TO DO. Give the data again in its entirety, exactly as provided.

Dataset excerpts.
* * *

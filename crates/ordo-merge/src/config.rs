use std::cmp::Ordering;

use serde::{Deserialize, Serialize};

/// Configuration for a [`Merger`](crate::Merger).
#[derive(Clone, Copy, Debug, Default, PartialEq, Eq, Serialize, Deserialize)]
#[serde(default, rename_all = "kebab-case")]
pub struct MergeConfig {
    /// How to order an arriving item against a departing one when no anchor
    /// in `next` orders them.
    pub tie_break: TieBreak,
    /// What to do when a key repeats within one snapshot.
    pub duplicate_keys: DuplicateKeys,
}

impl MergeConfig {
    /// Set the tie-break convention.
    pub fn with_tie_break(mut self, tie_break: TieBreak) -> Self {
        self.tie_break = tie_break;
        self
    }

    /// Set the duplicate-key policy.
    pub fn with_duplicate_keys(mut self, duplicate_keys: DuplicateKeys) -> Self {
        self.duplicate_keys = duplicate_keys;
        self
    }
}

/// Ordering convention for a next-only item against a previous-only item that
/// no anchor places relative to each other.
#[derive(Clone, Copy, Debug, Default, PartialEq, Eq, Hash, Serialize, Deserialize)]
#[serde(rename_all = "kebab-case")]
pub enum TieBreak {
    /// The departing (previous-only) item comes first; the arriving item is
    /// pushed later.
    #[default]
    DepartingFirst,
    /// The arriving (next-only) item comes first.
    ArrivingFirst,
}

impl TieBreak {
    /// Where the arriving item lands relative to the departing one.
    pub(crate) fn arriving_order(self) -> Ordering {
        match self {
            Self::DepartingFirst => Ordering::Greater,
            Self::ArrivingFirst => Ordering::Less,
        }
    }
}

/// Policy for a key that appears more than once within one snapshot.
#[derive(Clone, Copy, Debug, Default, PartialEq, Eq, Hash, Serialize, Deserialize)]
#[serde(rename_all = "kebab-case")]
pub enum DuplicateKeys {
    /// The last occurrence is indexed and carried; earlier ones are skipped.
    #[default]
    LastWins,
    /// Fail the merge with [`MergeError::DuplicateKey`](crate::MergeError::DuplicateKey).
    Reject,
}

* * *

RESPONSE BOX.
filename crates/ordo-merge/src/config.rs
use std::cmp::Ordering;

use serde::{Deserialize, Serialize};

/// Configuration for a [`Merger`](crate::Merger).
#[derive(Clone, Copy, Debug, Default, PartialEq, Eq, Serialize, Deserialize)]
#[serde(default, rename_all = "kebab-case")]
pub struct MergeConfig {
    /// How to order an arriving item against a departing one when no anchor
    /// in `next` orders them.
    pub tie_break: TieBreak,
    /// What to do when a key repeats within one snapshot.
    pub duplicate_keys: DuplicateKeys,
}

impl MergeConfig {
    /// Set the tie-break convention.
    pub fn with_tie_break(mut self, tie_break: TieBreak) -> Self {
        self.tie_break = tie_break;
        self
    }

    /// Set the duplicate-key policy.
    pub fn with_duplicate_keys(mut self, duplicate_keys: DuplicateKeys) -> Self {
        self.duplicate_keys = duplicate_keys;
        self
    }
}

/// Ordering convention for a next-only item against a previous-only item that
/// no anchor places relative to each other.
#[derive(Clone, Copy, Debug, Default, PartialEq, Eq, Hash, Serialize, Deserialize)]
#[serde(rename_all = "kebab-case")]
pub enum TieBreak {
    /// The departing (previous-only) item comes first; the arriving item is
    /// pushed later.
    #[default]
    DepartingFirst,
    /// The arriving (next-only) item comes first.
    ArrivingFirst,
}

impl TieBreak {
    /// Where the arriving item lands relative to the departing one.
    pub(crate) fn arriving_order(self) -> Ordering {
        match self {
            Self::DepartingFirst => Ordering::Greater,
            Self::ArrivingFirst => Ordering::Less,
        }
    }
}

/// Policy for a key that appears more than once within one snapshot.
#[derive(Clone, Copy, Debug, Default, PartialEq, Eq, Hash, Serialize, Deserialize)]
#[serde(rename_all = "kebab-case")]
pub enum DuplicateKeys {
    /// The last occurrence is indexed and carried; earlier ones are skipped.
    #[default]
    LastWins,
    /// Fail the merge with [`MergeError::DuplicateKey`](crate::MergeError::DuplicateKey).
    Reject,
}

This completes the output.